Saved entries
- - - -
// Tests for source generation from parsed trees

use pretty_assertions::assert_eq;

use super::*;
use super::source_gen::format_float;
use crate::parser::{Parser, PythonParser};

fn unparse(source: &str) -> String {
    PythonParser::new().parse(source).expect("parse").to_source()
}

#[test]
fn test_function_with_if_else() {
    let source = "\
def accumulate(combiner, base, n, term):
  if n==1:
     return base
  else:
     return combiner(term(n), accumulate(combiner, base, n-1, term))
";
    let expected = "\
def accumulate(combiner, base, n, term):
    if n == 1:
        return base
    else:
        return combiner(term(n), accumulate(combiner, base, n - 1, term))
";
    assert_eq!(unparse(source), expected);
}

#[test]
fn test_elif_chain_is_preserved() {
    let source = "if a:\n    x = 1\nelif b:\n    x = 2\nelse:\n    x = 3\n";
    assert_eq!(unparse(source), source);
}

#[test]
fn test_minimal_parentheses() {
    assert_eq!(unparse("(a + b) * c"), "(a + b) * c\n");
    assert_eq!(unparse("a + (b * c)"), "a + b * c\n");
    assert_eq!(unparse("a - (b - c)"), "a - (b - c)\n");
    assert_eq!(unparse("(a - b) - c"), "a - b - c\n");
    assert_eq!(unparse("(-2) ** 2"), "(-2) ** 2\n");
    assert_eq!(unparse("2 ** -1"), "2 ** -1\n");
    assert_eq!(unparse("(a < b) == c"), "(a < b) == c\n");
    assert_eq!(unparse("not (a and b)"), "not (a and b)\n");
    assert_eq!(unparse("(lambda x: x)(1)"), "(lambda x: x)(1)\n");
}

#[test]
fn test_tuples() {
    assert_eq!(unparse("total, k = 0, 1"), "total, k = 0, 1\n");
    assert_eq!(unparse("f((1, 2))"), "f((1, 2))\n");
    assert_eq!(unparse("x = (1,)"), "x = (1,)\n");
    assert_eq!(unparse("x = ()"), "x = ()\n");
}

#[test]
fn test_literals() {
    assert_eq!(unparse("x = 2.0"), "x = 2.0\n");
    assert_eq!(unparse("x = 0.5"), "x = 0.5\n");
    assert_eq!(unparse("x = \"it's\""), "x = 'it\\'s'\n");
    assert_eq!(unparse("x = None or True"), "x = None or True\n");
}

fn first_literal(node: &NodeRef) -> Option<Literal> {
    node.literal_value()
        .cloned()
        .or_else(|| node.children().iter().find_map(first_literal))
}

#[test]
fn test_large_floats_stay_floats() {
    for (source, value) in [("x = 1e16", 1e16), ("x = 1e20", 1e20), ("x = 2.5e300", 2.5e300)] {
        let parser = PythonParser::new();
        let tree = parser.parse(source).expect("parse");
        let printed = tree.to_source();
        let reparsed = parser.parse(&printed).expect("printed float should parse");
        assert_eq!(reparsed, tree, "{printed}");
        assert_eq!(first_literal(&reparsed), Some(Literal::Float(value)));
    }
    assert_eq!(format_float(1e20), "1e20");
    assert_eq!(format_float(3.0), "3.0");
    assert_eq!(format_float(1e-7), "1e-7");
}

#[test]
fn test_loops_and_augmented_assignment() {
    let source = "\
def product(n, term):
    total, k = 1, 1
    while k <= n:
        total *= term(k)
        k += 1
    for i in range(3):
        if i == 2:
            break
        continue
    return total
";
    assert_eq!(unparse(source), source);
}

#[test]
fn test_empty_suite_prints_pass() {
    let suite = Node::branch(NodeKind::Suite, vec![]);
    let body = Node::branch(NodeKind::While, vec![Node::name("x"), suite]);
    assert_eq!(body.to_source(), "while x:\n    pass\n");
}

#[test]
fn test_holes_print_as_metavariables() {
    let pattern = PythonParser::patterns()
        .parse("n == $1{1} and $_")
        .expect("pattern");
    assert_eq!(pattern.to_source(), "n == $1{1} and $_\n");
}

#[test]
fn test_display_of_expression_and_statement() {
    let module = PythonParser::new().parse("y = x * 2").expect("parse");
    let stmt = &module.children()[0];
    assert_eq!(stmt.to_string(), "y = x * 2");
    assert_eq!(stmt.children()[1].to_string(), "x * 2");
}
- - - -
**Directions**
From the entries above, tally the lines that contain the string "branch". Report the total and nothing more.

**Solution to this problem**
2